In the first post in this series, I covered some of the actual charges companies are taking as a result of the healthcare legislation that was recently signed into law. I also provided some examples of cost reduction moves that companies might consider taking to counteract the impact of providing universal care for employees. But where are some of the added costs coming from as a result of the legislation? MetalMiner quotes a post from the National Association of Manufacturers, which highlights some areas where added costs will come from:
- "Excise taxes on health insurance plans which would adversely impact many companies with older workforces and/or smaller self-insured plans.
- Increase in and expansion of the Medicare hospital insurance (HI) tax, which would increase taxes on investment income and unfairly target some 70 percent of U.S. manufacturers that file taxes at the individual rate.
- Limits on Flexible Spending Accounts (FSAs) that would curb design flexibility options for manufacturers and place an immediate tax increase on employees that use these tools.
- New industry-specific fees that single out particular industries to pay for health care reform.
- Repeal of the tax exclusion for prescription drug subsidies, which would significantly increase employers' costs and make it more difficult for them to continue offering health benefits to their retirees."
New healthcare costs aren't just impacting the biggest names in industry -- they're also striking at the core of the rustbelt -- a region struggling to overcome the economic downturn. According to the Pittsburgh Tribune-Review, "PPG Industries Inc. said it will take a one-time charge against its first quarter earnings of about $85 million, equal to 51 cents a share, because of the changes in the recently-passed health care reform legislation ... Alcoa Inc. said it will take a charge of about $80 million in the first quarter; U.S. Steel Corp. said it will take a $27 million charge; and Allegheny Technologies Inc. said it will take a $ 5 million charge for the same reason."

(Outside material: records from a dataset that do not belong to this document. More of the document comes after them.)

//! Request handlers for the `/api/files` surface.
//!
//! Handlers translate query strings and bodies into core calls and core errors into
//! `(StatusCode, String)` replies. They hold no state between requests.

use crate::AppState;
use api_shared::{
    BaseRes, DitaReportRes, HealthRes, HealthService, LockInfoRes, LockRes, OkRes, TransferReq,
    TreeEntry, UnlockReq,
};
use axum::{
    body::Bytes,
    extract::{Query, State},
    http::{
        header::{CONTENT_DISPOSITION, CONTENT_TYPE},
        HeaderMap, HeaderName, StatusCode,
    },
    response::Json,
};
use gateway_core::constants::{DEFAULT_CONTENT_TYPE, DEFAULT_LOCK_OWNER, DEFAULT_LOCK_TIMEOUT_SECS};
use gateway_core::{lock_token, paths, Depth, GatewayError};
use serde::Deserialize;
use utoipa::IntoParams;

/// Header the editor uses to pass its lock token along with a save.
pub const LOCK_TOKEN_HEADER: &str = "x-lock-token";

const TEXT_PLAIN: &str = "text/plain; charset=utf-8";

pub type ApiError = (StatusCode, String);
pub type ApiResult<T> = Result<T, ApiError>;
pub type Attachment = ([(HeaderName, String); 2], Vec<u8>);

#[derive(Debug, Deserialize, IntoParams)]
#[into_params(parameter_in = Query)]
pub struct TreeQuery {
    /// Collection to list; empty for the repository root.
    #[serde(default)]
    pub path: String,
}

#[derive(Debug, Deserialize, IntoParams)]
#[into_params(parameter_in = Query)]
pub struct PathQuery {
    /// Repository-relative path.
    pub path: String,
}

#[derive(Debug, Deserialize, IntoParams)]
#[into_params(parameter_in = Query)]
pub struct LockQuery {
    pub path: String,
    #[serde(default = "default_owner")]
    pub owner: String,
    #[serde(default = "default_timeout")]
    pub timeout_seconds: u64,
}

fn default_owner() -> String {
    DEFAULT_LOCK_OWNER.to_owned()
}

fn default_timeout() -> u64 {
    DEFAULT_LOCK_TIMEOUT_SECS
}

#[derive(Debug, Deserialize, IntoParams)]
#[into_params(parameter_in = Query)]
pub struct UnlockQuery {
    pub path: String,
    /// Lock token; may instead be sent as the body.
    pub token: Option<String>,
}

/// Maps a core error onto the HTTP reply the frontend expects.
///
/// Upstream failures keep their status and body so the editor can show what the
/// repository said.
pub(crate) fn api_error(operation: &str, err: GatewayError) -> ApiError {
    match err {
        GatewayError::Upstream { status, body } => {
            tracing::warn!("{} rejected upstream with {}", operation, status);
            (
                StatusCode::from_u16(status).unwrap_or(StatusCode::BAD_GATEWAY),
                body,
            )
        }
        GatewayError::NotFound(_) => (StatusCode::NOT_FOUND, "Not found".into()),
        GatewayError::LockConflict(_) => (StatusCode::LOCKED, "Resource locked.".into()),
        GatewayError::MissingToken => (StatusCode::BAD_REQUEST, "Missing lock token".into()),
        GatewayError::InvalidInput(message) => (StatusCode::BAD_REQUEST, message),
        GatewayError::Parse(message) => {
            tracing::error!("{} error: {}", operation, message);
            (StatusCode::BAD_GATEWAY, message)
        }
        GatewayError::Transport(e) => {
            tracing::error!("{} error: {:?}", operation, e);
            (StatusCode::BAD_GATEWAY, e.to_string())
        }
        other => {
            tracing::error!("{} error: {:?}", operation, other);
            (StatusCode::INTERNAL_SERVER_ERROR, "Internal error".into())
        }
    }
}

fn header_str<'a>(headers: &'a HeaderMap, name: &str) -> Option<&'a str> {
    headers.get(name).and_then(|v| v.to_str().ok())
}

fn attachment(content_type: String, filename: &str, bytes: Vec<u8>) -> Attachment {
    (
        [
            (CONTENT_TYPE, content_type),
            (
                CONTENT_DISPOSITION,
                format!("attachment; filename={filename}"),
            ),
        ],
        bytes,
    )
}

#[utoipa::path(
    get,
    path = "/healthz",
    responses(
        (status = 200, description = "Health check response", body = HealthRes)
    )
)]
/// Liveness probe. Also served under `/api/healthz`.
#[axum::debug_handler]
pub async fn health() -> Json<HealthRes> {
    Json(HealthService::check_health())
}

#[utoipa::path(
    get,
    path = "/api/files/base",
    responses(
        (status = 200, description = "Configured WebDAV base URL", body = BaseRes)
    )
)]
#[axum::debug_handler]
pub async fn base(State(state): State<AppState>) -> Json<BaseRes> {
    Json(BaseRes {
        base: state.client.base_url().to_owned(),
    })
}

#[utoipa::path(
    get,
    path = "/api/files/tree",
    params(TreeQuery),
    responses(
        (status = 200, description = "Direct children, directories first", body = [TreeEntry]),
        (status = 502, description = "Upstream unreachable or unparseable")
    )
)]
/// Lists the direct children of a collection.
#[axum::debug_handler]
pub async fn tree(
    State(state): State<AppState>,
    Query(query): Query<TreeQuery>,
) -> ApiResult<Json<Vec<TreeEntry>>> {
    let entries = state
        .client
        .list(&query.path, Depth::One)
        .await
        .map_err(|e| api_error("tree", e))?;
    Ok(Json(entries.into_iter().map(TreeEntry::from).collect()))
}

#[utoipa::path(
    get,
    path = "/api/files/content",
    params(PathQuery),
    responses(
        (status = 200, description = "File text, or a fixed marker for binary files", body = String, content_type = "text/plain"),
        (status = 404, description = "Not found")
    )
)]
/// Reads a file as UTF-8 text.
#[axum::debug_handler]
pub async fn read_content(
    State(state): State<AppState>,
    Query(query): Query<PathQuery>,
) -> ApiResult<([(HeaderName, &'static str); 1], String)> {
    let text = state
        .client
        .read_text(&query.path)
        .await
        .map_err(|e| api_error("read", e))?;
    Ok(([(CONTENT_TYPE, TEXT_PLAIN)], text))
}

#[utoipa::path(
    put,
    path = "/api/files/content",
    params(PathQuery),
    request_body(content = String, description = "Raw file bytes", content_type = "application/octet-stream"),
    responses(
        (status = 200, description = "File written", body = OkRes),
        (status = 423, description = "Locked by another token")
    )
)]
/// Creates or overwrites a file, creating missing parent collections.
///
/// The request `Content-Type` is passed upstream. An `X-Lock-Token` header is forwarded
/// as a WebDAV `If` condition.
#[axum::debug_handler]
pub async fn write_content(
    State(state): State<AppState>,
    Query(query): Query<PathQuery>,
    headers: HeaderMap,
    body: Bytes,
) -> ApiResult<Json<OkRes>> {
    let content_type = header_str(&headers, CONTENT_TYPE.as_str()).unwrap_or(DEFAULT_CONTENT_TYPE);
    let lock_token = header_str(&headers, LOCK_TOKEN_HEADER);
    state
        .client
        .write(&query.path, body, Some(content_type), lock_token)
        .await
        .map_err(|e| api_error("write", e))?;
    Ok(Json(OkRes::success()))
}

#[utoipa::path(
    post,
    path = "/api/files/mkdir",
    params(PathQuery),
    responses(
        (status = 200, description = "Collection exists", body = OkRes)
    )
)]
#[axum::debug_handler]
pub async fn mkdir(
    State(state): State<AppState>,
    Query(query): Query<PathQuery>,
) -> ApiResult<Json<OkRes>> {
    state
        .client
        .mkdir(&query.path)
        .await
        .map_err(|e| api_error("mkdir", e))?;
    Ok(Json(OkRes::success()))
}

#[utoipa::path(
    delete,
    path = "/api/files",
    params(PathQuery),
    responses(
        (status = 200, description = "Deleted", body = OkRes),
        (status = 404, description = "Not found")
    )
)]
#[axum::debug_handler]
pub async fn remove(
    State(state): State<AppState>,
    Query(query): Query<PathQuery>,
) -> ApiResult<Json<OkRes>> {
    state
        .client
        .remove(&query.path)
        .await
        .map_err(|e| api_error("delete", e))?;
    tracing::info!("deleted {}", query.path);
    Ok(Json(OkRes::success()))
}

#[utoipa::path(
    post,
    path = "/api/files/move",
    request_body = TransferReq,
    responses(
        (status = 200, description = "Moved", body = OkRes)
    )
)]
#[axum::debug_handler]
pub async fn move_file(
    State(state): State<AppState>,
    Json(req): Json<TransferReq>,
) -> ApiResult<Json<OkRes>> {
    state
        .client
        .move_to(&req.src, &req.dst)
        .await
        .map_err(|e| api_error("move", e))?;
    Ok(Json(OkRes::success()))
}

#[utoipa::path(
    post,
    path = "/api/files/copy",
    request_body = TransferReq,
    responses(
        (status = 200, description = "Copied", body = OkRes)
    )
)]
#[axum::debug_handler]
pub async fn copy_file(
    State(state): State<AppState>,
    Json(req): Json<TransferReq>,
) -> ApiResult<Json<OkRes>> {
    state
        .client
        .copy_to(&req.src, &req.dst)
        .await
        .map_err(|e| api_error("copy", e))?;
    Ok(Json(OkRes::success()))
}

#[utoipa::path(
    post,
    path = "/api/files/lock",
    params(LockQuery),
    responses(
        (status = 200, description = "Lock granted", body = LockRes),
        (status = 423, description = "Resource locked.")
    )
)]
/// Takes an exclusive write lock for the editor session.
#[axum::debug_handler]
pub async fn lock(
    State(state): State<AppState>,
    Query(query): Query<LockQuery>,
) -> ApiResult<Json<LockRes>> {
    let grant = state
        .client
        .acquire_lock(&query.path, &query.owner, query.timeout_seconds)
        .await
        .map_err(|e| api_error("lock", e))?;
    Ok(Json(grant.into()))
}

#[utoipa::path(
    post,
    path = "/api/files/unlock",
    params(UnlockQuery),
    request_body(content = UnlockReq, description = "JSON `{\"token\": ...}`, `token=<value>` or the bare token"),
    responses(
        (status = 200, description = "Lock released", body = OkRes),
        (status = 400, description = "Missing lock token")
    )
)]
/// Releases a lock.
///
/// The token may arrive in the query string, a JSON body or a plain text body so that
/// `navigator.sendBeacon` can unlock on page unload without custom headers.
#[axum::debug_handler]
pub async fn unlock(
    State(state): State<AppState>,
    Query(query): Query<UnlockQuery>,
    body: Bytes,
) -> ApiResult<Json<OkRes>> {
    let token = lock_token::parse_incoming_token(query.token.as_deref(), &body)
        .map_err(|e| api_error("unlock", e))?;
    state
        .client
        .release_lock(&query.path, &token)
        .await
        .map_err(|e| api_error("unlock", e))?;
    Ok(Json(OkRes::success()))
}

#[utoipa::path(
    get,
    path = "/api/files/lockinfo",
    params(PathQuery),
    responses(
        (status = 200, description = "Active lock, if any", body = LockInfoRes)
    )
)]
#[axum::debug_handler]
pub async fn lockinfo(
    State(state): State<AppState>,
    Query(query): Query<PathQuery>,
) -> ApiResult<Json<LockInfoRes>> {
    let info = state
        .client
        .lock_info(&query.path)
        .await
        .map_err(|e| api_error("lockinfo", e))?;
    Ok(Json(info.into()))
}

#[utoipa::path(
    get,
    path = "/api/files/download",
    params(PathQuery),
    responses(
        (status = 200, description = "File as an attachment", body = Vec<u8>, content_type = "application/octet-stream"),
        (status = 404, description = "Not found")
    )
)]
#[axum::debug_handler]
pub async fn download(
    State(state): State<AppState>,
    Query(query): Query<PathQuery>,
) -> ApiResult<Attachment> {
    let content = state
        .client
        .fetch(&query.path)
        .await
        .map_err(|e| api_error("download", e))?;
    let content_type = content
        .content_type
        .unwrap_or_else(|| DEFAULT_CONTENT_TYPE.to_owned());
    let filename = paths::file_name(&query.path).unwrap_or("download");
    Ok(attachment(content_type, filename, content.bytes.to_vec()))
}

#[utoipa::path(
    get,
    path = "/api/files/zip",
    params(PathQuery),
    responses(
        (status = 200, description = "Zip of every file below the path", body = Vec<u8>, content_type = "application/zip")
    )
)]
/// Exports a folder as a zip archive.
#[axum::debug_handler]
pub async fn zip(
    State(state): State<AppState>,
    Query(query): Query<PathQuery>,
) -> ApiResult<Attachment> {
    let archive = gateway_core::export_zip(&state.client, &query.path)
        .await
        .map_err(|e| api_error("zip", e))?;
    Ok(attachment(
        "application/zip".to_owned(),
        &gateway_core::archive_name(&query.path),
        archive,
    ))
}

#[utoipa::path(
    post,
    path = "/api/files/format/xml",
    request_body(content = String, content_type = "application/xml"),
    responses(
        (status = 200, description = "Indented XML", body = String, content_type = "text/plain"),
        (status = 400, description = "XML parse/format error")
    )
)]
/// Pretty-prints an XML or DITA document.
#[axum::debug_handler]
pub async fn format_xml(body: Bytes) -> ApiResult<([(HeaderName, &'static str); 1], String)> {
    match gateway_core::format_xml(&body) {
        Ok(pretty) => Ok(([(CONTENT_TYPE, TEXT_PLAIN)], pretty)),
        Err(GatewayError::Parse(message)) => Err((
            StatusCode::BAD_REQUEST,
            format!("XML parse/format error: {message}"),
        )),
        Err(e) => Err(api_error("format", e)),
    }
}

#[utoipa::path(
    post,
    path = "/api/files/validate/dita",
    request_body(content = String, content_type = "application/xml"),
    responses(
        (status = 200, description = "Well-formedness errors and DITA warnings", body = DitaReportRes)
    )
)]
/// Checks well-formedness and common DITA conventions. Never fails at the HTTP level.
#[axum::debug_handler]
pub async fn validate_dita(body: Bytes) -> Json<DitaReportRes> {
    Json(gateway_core::validate_dita(&body).into())
}
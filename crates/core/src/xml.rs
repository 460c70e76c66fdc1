//! Namespace-agnostic lookups over parsed XML.
//!
//! WebDAV servers disagree on namespace prefixes (`D:`, `d:`, `lp1:`, none), so every
//! lookup here compares element local names only.

use crate::GatewayResult;
use xmltree::{Element, XMLNode};

pub(crate) fn parse(body: &[u8]) -> GatewayResult<Element> {
    Ok(Element::parse(body)?)
}

/// Direct child elements named `local`.
pub(crate) fn children<'a>(
    element: &'a Element,
    local: &'a str,
) -> impl Iterator<Item = &'a Element> + 'a {
    element.children.iter().filter_map(move |node| match node {
        XMLNode::Element(e) if e.name == local => Some(e),
        _ => None,
    })
}

pub(crate) fn child<'a>(element: &'a Element, local: &'a str) -> Option<&'a Element> {
    children(element, local).next()
}

/// Follows `steps` from `element`, one child level per step.
pub(crate) fn path<'a>(element: &'a Element, steps: &[&'a str]) -> Option<&'a Element> {
    steps
        .iter()
        .try_fold(element, |current, step| child(current, *step))
}

/// Every element named `local` at or below `element`, in document order.
pub(crate) fn descendants<'a>(element: &'a Element, local: &str) -> Vec<&'a Element> {
    fn walk<'a>(element: &'a Element, local: &str, found: &mut Vec<&'a Element>) {
        if element.name == local {
            found.push(element);
        }
        for node in &element.children {
            if let XMLNode::Element(e) = node {
                walk(e, local, found);
            }
        }
    }

    let mut found = Vec::new();
    walk(element, local, &mut found);
    found
}

/// Concatenated text of `element` and all of its descendants.
pub(crate) fn text(element: &Element) -> String {
    fn collect(element: &Element, out: &mut String) {
        for node in &element.children {
            match node {
                XMLNode::Text(t) | XMLNode::CData(t) => out.push_str(t),
                XMLNode::Element(e) => collect(e, out),
                _ => {}
            }
        }
    }

    let mut out = String::new();
    collect(element, &mut out);
    out
}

At the end of the Spend Management day, it's an almost near certain fact as more people are covered by insurance, overall costs will rise, even if they fall on an individual basis for those who are in the system (though this does not have to be a direct one-to-one relationship, mind you). There are obvious societal benefits to providing healthcare to more citizens. But with every asset tied to spending comes a liability. Spend Matters believes that unless companies find new ways of cutting costs, that the negative impact of healthcare legislation will come in the form of jobs. As MetalMiner puts it, "With uncertainty as to how health reform taxes, rules and regulations will get implemented, one thing we know for sure -- businesses will take extra precautions before hiring new workers." I could not agree more.